§ Exercise brief
Transcribe every line of the entries exactly.

Source records:
# # # #

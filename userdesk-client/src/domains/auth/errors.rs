//! Token error types

use thiserror::Error;

/// Raised when a cached token cannot be read as a JWT.
///
/// Never surfaced to the user: the session manager folds it into
/// [`SessionState::Undecodable`](super::SessionState::Undecodable).
#[derive(Debug, Error)]
pub enum TokenError {
    #[error("Token is empty")]
    Empty,

    #[error("Invalid token format: {0}")]
    InvalidFormat(#[from] jsonwebtoken::errors::Error),
}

# # # #

§ Exercise result
filename userdesk-client/src/domains/auth/errors.rs
//! Token error types

use thiserror::Error;

/// Raised when a cached token cannot be read as a JWT.
///
/// Never surfaced to the user: the session manager folds it into
/// [`SessionState::Undecodable`](super::SessionState::Undecodable).
#[derive(Debug, Error)]
pub enum TokenError {
    #[error("Token is empty")]
    Empty,

    #[error("Invalid token format: {0}")]
    InvalidFormat(#[from] jsonwebtoken::errors::Error),
}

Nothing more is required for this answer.